After spending the night with friends in the charming and colorful town of Ennis, we caught a bus the next morning to Galway.
We arrived during the last weekend of the Galway Arts Festival, so everything was in full swing. Galway’s streets were alive with street performers and musicians, and we enjoyed the arts festival, including a concert by Maigh Seola, an Irish music group performing traditional Irish love songs.
I really fell for the adorable House Hotel, with its quirky artwork and cute sleeping cat logo. But what I loved most about the boutique hotel was the breakfast.
My first morning in Ireland, I'd had my taste of a real Irish breakfast.Since then, nearly every hotel and B&B we encountered served up the same fried fare, and usually had little else. My boyfriend relished the eggs, tomato and rashers (bacon) he rarely got back in the States, and I was game to try the black pudding made with pig’s blood - once. But already by day two of the journey, my stomach was rebelling, and I rejoiced in the House Hotel’s breakfast of smoked salmon, fresh juices and hot, buttery, melt-in-your-mouth croissants.
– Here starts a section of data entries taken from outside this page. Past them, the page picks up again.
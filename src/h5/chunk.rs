//! Chunking of two-dimensional tables and the fixed array chunk index.

use std::io::{self, Read, Write};

use flate2::{Compression, read::ZlibDecoder, write::ZlibEncoder};
use ndarray::Array2;

use super::message::{OFFSET_SIZE, LENGTH_SIZE, UNDEF, encoded_width, put_uint, seal};

/// Chunk size the heuristic aims at for a 1 MiB dataset.
pub const CHUNK_BASE: f64 = 16.0 * 1024.0;
/// Lower bound of the targeted chunk size.
pub const CHUNK_MIN: f64 = 8.0 * 1024.0;
/// Upper bound of any chunk size.
pub const CHUNK_MAX: f64 = 1024.0 * 1024.0;

/// Size of one stored element.
pub(crate) const ELEMENT_SIZE: usize = 8;

/// Guesses a chunk shape for a dataset of `shape` with elements of `type_size` bytes.
///
/// The targeted chunk size grows by a factor of two for every tenfold increase of the dataset
/// size and is clamped to `[CHUNK_MIN, CHUNK_MAX]`. Starting from the full shape, dimensions are
/// halved round-robin until the chunk is smaller than or within 50% of that target, and smaller
/// than `CHUNK_MAX`. Zero-sized dimensions are assumed to hold 1024 elements.
pub fn guess_chunk(shape: [usize; 2], type_size: usize) -> [usize; 2] {
	let shape = shape.map(|dim| if dim == 0 { 1024 } else { dim });
	let size = (shape[0] * shape[1] * type_size) as f64;
	let target = (CHUNK_BASE * 2f64.powf((size / (1024.0 * 1024.0)).log10())).clamp(CHUNK_MIN, CHUNK_MAX);
	let mut chunk = shape;
	let mut index = 0;
	loop {
		let bytes = (chunk[0] * chunk[1] * type_size) as f64;
		let close = bytes < target || (bytes - target).abs() / target < 0.5;
		if close && bytes < CHUNK_MAX {
			break;
		}
		if chunk[0] * chunk[1] == 1 {
			break;
		}
		chunk[index % 2] = chunk[index % 2].div_ceil(2);
		index += 1;
	}
	chunk
}

/// Number of chunks along each dimension.
pub(crate) fn grid(shape: [usize; 2], chunk: [usize; 2]) -> [usize; 2] {
	[shape[0].div_ceil(chunk[0]), shape[1].div_ceil(chunk[1])]
}

/// Splits `table` into row-major ordered chunks of little-endian bytes, zero-padding edge chunks.
pub(crate) fn split(table: &Array2<f64>, chunk: [usize; 2]) -> Vec<Vec<u8>> {
	let (rows, cols) = table.dim();
	let [grid_rows, grid_cols] = grid([rows, cols], chunk);
	let mut chunks = Vec::with_capacity(grid_rows * grid_cols);
	for grid_row in 0..grid_rows {
		for grid_col in 0..grid_cols {
			let mut bytes = vec![0u8; chunk[0] * chunk[1] * ELEMENT_SIZE];
			for r in 0..chunk[0] {
				let row = grid_row * chunk[0] + r;
				if row >= rows {
					break;
				}
				for c in 0..chunk[1] {
					let col = grid_col * chunk[1] + c;
					if col >= cols {
						break;
					}
					let at = (r * chunk[1] + c) * ELEMENT_SIZE;
					bytes[at..at + ELEMENT_SIZE].copy_from_slice(&table[[row, col]].to_le_bytes());
				}
			}
			chunks.push(bytes);
		}
	}
	chunks
}

/// Reassembles a table of `shape` from row-major ordered raw chunks.
///
/// Missing chunks leave their elements at zero.
pub(crate) fn assemble(
	shape: [usize; 2],
	chunk: [usize; 2],
	chunks: impl IntoIterator<Item = Option<Vec<u8>>>,
) -> Result<Array2<f64>, String> {
	let [grid_rows, grid_cols] = grid(shape, chunk);
	let expected = chunk[0] * chunk[1] * ELEMENT_SIZE;
	let mut table = Array2::zeros((shape[0], shape[1]));
	let mut chunks = chunks.into_iter();
	for grid_row in 0..grid_rows {
		for grid_col in 0..grid_cols {
			let Some(bytes) = chunks.next().ok_or("chunk index too short")? else {
				continue;
			};
			if bytes.len() != expected {
				return Err(format!("chunk holds {} bytes, expected {}", bytes.len(), expected));
			}
			for r in 0..chunk[0] {
				let row = grid_row * chunk[0] + r;
				if row >= shape[0] {
					break;
				}
				for c in 0..chunk[1] {
					let col = grid_col * chunk[1] + c;
					if col >= shape[1] {
						break;
					}
					let at = (r * chunk[1] + c) * ELEMENT_SIZE;
					let mut value = [0u8; ELEMENT_SIZE];
					value.copy_from_slice(&bytes[at..at + ELEMENT_SIZE]);
					table[[row, col]] = f64::from_le_bytes(value);
				}
			}
		}
	}
	Ok(table)
}

/// Compresses a raw chunk with the zlib stream format of the HDF5 deflate filter.
pub(crate) fn deflate(raw: &[u8], level: u32) -> io::Result<Vec<u8>> {
	let mut encoder = ZlibEncoder::new(Vec::with_capacity(raw.len() / 2), Compression::new(level));
	encoder.write_all(raw)?;
	encoder.finish()
}

/// Decompresses a chunk written by the deflate filter.
pub(crate) fn inflate(bytes: &[u8], expected: usize) -> io::Result<Vec<u8>> {
	let mut raw = Vec::with_capacity(expected);
	ZlibDecoder::new(bytes).read_to_end(&mut raw)?;
	Ok(raw)
}

/// Location of one filtered chunk.
#[derive(Debug, Clone, Copy, PartialEq, Eq)]
pub(crate) struct ChunkEntry {
	pub(crate) address: u64,
	pub(crate) size: u64,
}

/// Encoded fixed array header and data block.
pub(crate) struct FixedArray {
	pub(crate) bytes: Vec<u8>,
	pub(crate) page_bits: u8,
}

/// Client identifier of a fixed array indexing filtered chunks.
pub(crate) const FILTERED_CHUNKS: u8 = 1;

/// Width of the chunk size field of filtered fixed array entries.
///
/// One more byte than needed for the unfiltered chunk size, leaving room for chunks growing when
/// compressed.
pub(crate) fn chunk_size_width(chunk_bytes: u64) -> usize {
	(1 + encoded_width(chunk_bytes)).min(8)
}

/// Encodes the fixed array header (`FAHD`) at `address` directly followed by its data block
/// (`FADB`).
///
/// The page size is raised to cover all entries so that the data block is never paged.
pub(crate) fn fixed_array(address: u64, entries: &[ChunkEntry], chunk_bytes: u64) -> FixedArray {
	let size_width = chunk_size_width(chunk_bytes);
	let entry_size = OFFSET_SIZE + size_width + 4;
	let page_bits = (usize::BITS - entries.len().saturating_sub(1).leading_zeros()).max(10) as u8;
	let header_size = 4 + 4 + LENGTH_SIZE + OFFSET_SIZE + 4;
	let block = if entries.is_empty() {
		UNDEF
	} else {
		address + header_size as u64
	};
	let mut bytes = Vec::with_capacity(header_size + 18 + OFFSET_SIZE + entries.len() * entry_size);
	bytes.extend_from_slice(b"FAHD");
	bytes.extend_from_slice(&[0, FILTERED_CHUNKS, entry_size as u8, page_bits]);
	put_uint(&mut bytes, entries.len() as u64, LENGTH_SIZE);
	put_uint(&mut bytes, block, OFFSET_SIZE);
	seal(&mut bytes);
	if !entries.is_empty() {
		let mut data = Vec::with_capacity(10 + OFFSET_SIZE + entries.len() * entry_size);
		data.extend_from_slice(b"FADB");
		data.extend_from_slice(&[0, FILTERED_CHUNKS]);
		put_uint(&mut data, address, OFFSET_SIZE);
		for entry in entries {
			put_uint(&mut data, entry.address, OFFSET_SIZE);
			put_uint(&mut data, entry.size, size_width);
			data.extend_from_slice(&0u32.to_le_bytes());
		}
		seal(&mut data);
		bytes.extend_from_slice(&data);
	}
	FixedArray { bytes, page_bits }
}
The following day, we took a bus and ferry ride to Inishmore, the largest and most popular of the Aran Islands, where we rented creaky old bikes and cycled around the island. Having not been on a bike in almost 20 years, I more than once questioned this decision, thinking I’d have been better off hitching a ride on one of the pony carts. Pedaling up the hills was rough, and I had to walk the bike up several steep inclines. I couldn’t remember bicycling being this difficult when I was 12.
So immersed in playing the tourist, my boyfriend led us into an Irish language school, mistaking it for a tourist attraction, where a bunch of teenagers taunted us in Irish as we bicycled around the playground looking for a way out. We took a breather at Dún Aenghus, a stone fort perched precariously on the edge of a cliff, and I finished the day off buying cream-colored wool scarves at the Aran Sweater Market while Declan had a beer in a nearby pub.
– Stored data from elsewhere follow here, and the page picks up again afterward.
//! Converts zipped CSV files into chunked and compressed HDF5 datasets
//!
//! # Installation
//!
//! ```sh
//! cargo install zcsv2h5
//! ```
//!
//! # Command-line Interface
//!
//! ```text
//! Converts zipped CSV files into chunked and compressed HDF5 datasets
//!
//! Every regular file ending in .csv in the input ZIP archives is decoded as a
//! table of numbers with its first row skipped as header and written to the
//! output HDF5 container as dataset named after the file's path inside its
//! archive. Datasets are chunked and gzip-compressed at level 7.
//!
//! Usage: zcsv2h5 [OPTIONS] <outfile> <archive>...
//!
//! Arguments:
//!   <outfile>
//!           Writes output HDF5 container.
//!
//!           Creates the container or appends to an existing one, replacing
//!           datasets of the same name.
//!
//!   <archive>...
//!           Converts CSV files in input ZIP archives.
//!
//!           Archives are glob patterns expanded in sorted order, taken literally
//!           when matching nothing. Datasets of later archives replace
//!           identically named datasets of former archives.
//!
//! Options:
//!   -d, --debug
//!           Prints status information
//!
//!   -p, --profile
//!           Prints time spent per stage
//!
//!   -h, --help
//!           Print help (see a summary with '-h')
//!
//!   -V, --version
//!           Print version
//! ```
//!
//! Prints one `<percent>% <entry>` line per converted CSV file, relative to the CSV files of its
//! archive. Exits with 2 on errors and with 0 on success or when interrupted, in which case the
//! datasets converted so far are kept. The `RUST_LOG` environment variable overrides the log
//! level selected by `--debug` and `--profile`.

use std::io;
use std::process::ExitCode;
use std::sync::Arc;
use std::sync::atomic::{AtomicBool, Ordering};

use anyhow::{Context, Result};
use clap::Parser;
use zcsv2h5::{Error, cli::Cli, convert::convert, progress::Progress};

fn main() -> ExitCode {
	let cli = Cli::parse();
	env_logger::Builder::new()
		.filter_level(cli.config().log_level())
		.parse_default_env()
		.init();
	match run(&cli) {
		Ok(()) => ExitCode::SUCCESS,
		Err(err) => {
			eprintln!("{}: {:#}", env!("CARGO_BIN_NAME"), err);
			eprintln!("  for help use --help");
			ExitCode::from(err.downcast_ref::<Error>().map_or(2, Error::exit_code))
		}
	}
}

fn run(cli: &Cli) -> Result<()> {
	let interrupt = Arc::new(AtomicBool::new(false));
	let handler = Arc::clone(&interrupt);
	ctrlc::set_handler(move || handler.store(true, Ordering::SeqCst))
		.context("Cannot install interrupt handler")?;
	let (outfile, archives) = cli.collect()?;
	let summary = convert(
		&outfile,
		&archives,
		&cli.config(),
		&interrupt,
		&mut Progress::new(io::stdout().lock()),
	)?;
	if summary.interrupted {
		eprintln!(
			"{}: interrupted after {} dataset(s)",
			env!("CARGO_BIN_NAME"),
			summary.datasets
		);
	}
	Ok(())
}
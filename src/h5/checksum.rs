//! Jenkins lookup3 `hashlittle`, the checksum of every HDF5 metadata block.

/// Checksums `data` the way the HDF5 library checksums superblocks, object headers and indices.
pub(crate) fn lookup3(data: &[u8]) -> u32 {
	let mut a = 0xdead_beef_u32.wrapping_add(data.len() as u32);
	let mut b = a;
	let mut c = a;
	let mut rest = data;
	while rest.len() > 12 {
		a = a.wrapping_add(word(&rest[0..4]));
		b = b.wrapping_add(word(&rest[4..8]));
		c = c.wrapping_add(word(&rest[8..12]));
		mix(&mut a, &mut b, &mut c);
		rest = &rest[12..];
	}
	if rest.is_empty() {
		return c;
	}
	// Zero-padding the tail is equivalent to the byte-wise fall-through of the reference.
	let mut tail = [0u8; 12];
	tail[..rest.len()].copy_from_slice(rest);
	a = a.wrapping_add(word(&tail[0..4]));
	b = b.wrapping_add(word(&tail[4..8]));
	c = c.wrapping_add(word(&tail[8..12]));
	final_mix(&mut a, &mut b, &mut c);
	c
}

fn word(bytes: &[u8]) -> u32 {
	u32::from_le_bytes([bytes[0], bytes[1], bytes[2], bytes[3]])
}

fn mix(a: &mut u32, b: &mut u32, c: &mut u32) {
	*a = a.wrapping_sub(*c);
	*a ^= c.rotate_left(4);
	*c = c.wrapping_add(*b);
	*b = b.wrapping_sub(*a);
	*b ^= a.rotate_left(6);
	*a = a.wrapping_add(*c);
	*c = c.wrapping_sub(*b);
	*c ^= b.rotate_left(8);
	*b = b.wrapping_add(*a);
	*a = a.wrapping_sub(*c);
	*a ^= c.rotate_left(16);
	*c = c.wrapping_add(*b);
	*b = b.wrapping_sub(*a);
	*b ^= a.rotate_left(19);
	*a = a.wrapping_add(*c);
	*c = c.wrapping_sub(*b);
	*c ^= b.rotate_left(4);
	*b = b.wrapping_add(*a);
}

fn final_mix(a: &mut u32, b: &mut u32, c: &mut u32) {
	*c ^= *b;
	*c = c.wrapping_sub(b.rotate_left(14));
	*a ^= *c;
	*a = a.wrapping_sub(c.rotate_left(11));
	*b ^= *a;
	*b = b.wrapping_sub(a.rotate_left(25));
	*c ^= *b;
	*c = c.wrapping_sub(b.rotate_left(16));
	*a ^= *c;
	*a = a.wrapping_sub(c.rotate_left(4));
	*b ^= *a;
	*b = b.wrapping_sub(a.rotate_left(14));
	*c ^= *b;
	*c = c.wrapping_sub(b.rotate_left(24));
}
I had a chance to rest my aching muscles on the two-hour train ride to Dublin the next day. Once in Dublin, we took a quick stroll through St. Stephen’s Green, Trinity College, Merrion Square, Temple Bar and across the Ha’ Penny Bridge. And for dinner: the best burgers in the world at Bó Bó’s Gourmet Irish Burger on Wexford street.
The next two days were filled with day tours out of Dublin. The Newgrange Tour by Mary Gibbons covered the Boyne Valley including Newgrange, a megalithic passage tomb and the Hill of Tara, the ancient royal site of the Irish High Kings.
Newgrange was constructed so that each year, the winter solstice sunrise would illuminate the inner passage and chamber. It was thrilling to stand in a structure that, having been built over 5000 years ago, is older than the pyramids in Egypt. Entering the ancient tomb was the highlight of my trip.
Our final bus tour, with Bus Éireann, was to Powerscourt and Glendalough. Powerscourt, an estate situated in the mountains of Wicklow, is famous for its gardens. The grounds include Italian and Japanese gardens, a walled garden, and a pet cemetery. Glendalough, meaning “valley of the two lakes,” was a monastic settlement founded by St. Kevin in the 6th century. After a guided tour around the ruins, a walk to the upper and lower lakes offered exquisite scenery.
Our last full day in Dublin, we toured Number 29, on Fitzwilliam Street Lower, a Georgian home exhibiting upper middle class Dublin life between 1790-1820, and the National Museum of Ireland Archaeology. The museum houses many Irish antiquities, including the Tara Brooch, a decorative, silver-gilt brooch created in the 8th century. But what really set my spine tingling were the bog bodies, discovered in the peat bogs of Ireland and thought to be over 2,000 years old. It is believed that the well-preserved bodies were victims of ancient human sacrifice.